### [TASK INSTRUCTIONS]
Copy verbatim the block of lines in the entries below whose first line contains "fn from(e: ConfigError)" and whose last line contains "(Boot, BootComplete) =>". Leave out all other lines.

= Beginning of Section =

//! State machine definition

use super::events::Event;
use crate::config::ConfigError;
use crate::traits::{InputError, RadioError};

/// Controller process states
#[derive(Debug, Clone, Copy, PartialEq, Eq)]
#[cfg_attr(feature = "defmt", derive(defmt::Format))]
pub enum State {
    /// Power-on: configuration check, radio and input bring-up
    Boot,
    /// Tick loop active
    Running,
    /// Startup failed; nothing is transmitted again
    Halted(FatalKind),
}

/// Reasons the controller can halt
#[derive(Debug, Clone, Copy, PartialEq, Eq)]
#[cfg_attr(feature = "defmt", derive(defmt::Format))]
pub enum FatalKind {
    /// Configuration failed validation
    Config(ConfigError),
    /// A configured GPIO could not be claimed
    Pins,
    /// Radio did not answer on the bus
    RadioNotFound,
    /// Radio answered but did not accept its configuration
    RadioInit,
    /// Radio rejected the carrier frequency
    FrequencyRejected,
    /// Radio rejected the transmit power
    PowerRejected,
    /// Bus fault talking to the radio
    RadioBus,
    /// Button pad did not answer
    InputNotFound,
    /// Bus fault talking to the button pad
    InputBus,
}

impl From<RadioError> for FatalKind {
    fn from(e: RadioError) -> Self {
        match e {
            RadioError::NotFound => FatalKind::RadioNotFound,
            RadioError::FrequencyRejected => FatalKind::FrequencyRejected,
            RadioError::PowerRejected => FatalKind::PowerRejected,
            RadioError::Bus => FatalKind::RadioBus,
            RadioError::InitFailed | RadioError::Busy | RadioError::PayloadTooLarge => {
                FatalKind::RadioInit
            }
        }
    }
}

impl From<InputError> for FatalKind {
    fn from(e: InputError) -> Self {
        match e {
            InputError::NotFound => FatalKind::InputNotFound,
            InputError::Bus => FatalKind::InputBus,
        }
    }
}

impl From<ConfigError> for FatalKind {
    fn from(e: ConfigError) -> Self {
        FatalKind::Config(e)
    }
}

impl State {
    /// Check if ticks may run
    pub fn is_running(&self) -> bool {
        matches!(self, State::Running)
    }

    /// Check if this is the halted state
    pub fn is_halted(&self) -> bool {
        matches!(self, State::Halted(_))
    }

    /// Process an event and return the next state
    pub fn transition(self, event: Event) -> Self {
        use Event::*;
        use State::*;

        match (self, event) {
            (Boot, BootComplete) => Running,
            (Boot, Fatal(kind)) => Halted(kind),
            (Running, Fatal(kind)) => Halted(kind),

            // Halted is terminal
            _ => self,
        }
    }
}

= End of Section =

### [TASK ANSWER]
    fn from(e: ConfigError) -> Self {
        FatalKind::Config(e)
    }
}

impl State {
    /// Check if ticks may run
    pub fn is_running(&self) -> bool {
        matches!(self, State::Running)
    }

    /// Check if this is the halted state
    pub fn is_halted(&self) -> bool {
        matches!(self, State::Halted(_))
    }

    /// Process an event and return the next state
    pub fn transition(self, event: Event) -> Self {
        use Event::*;
        use State::*;

        match (self, event) {
            (Boot, BootComplete) => Running,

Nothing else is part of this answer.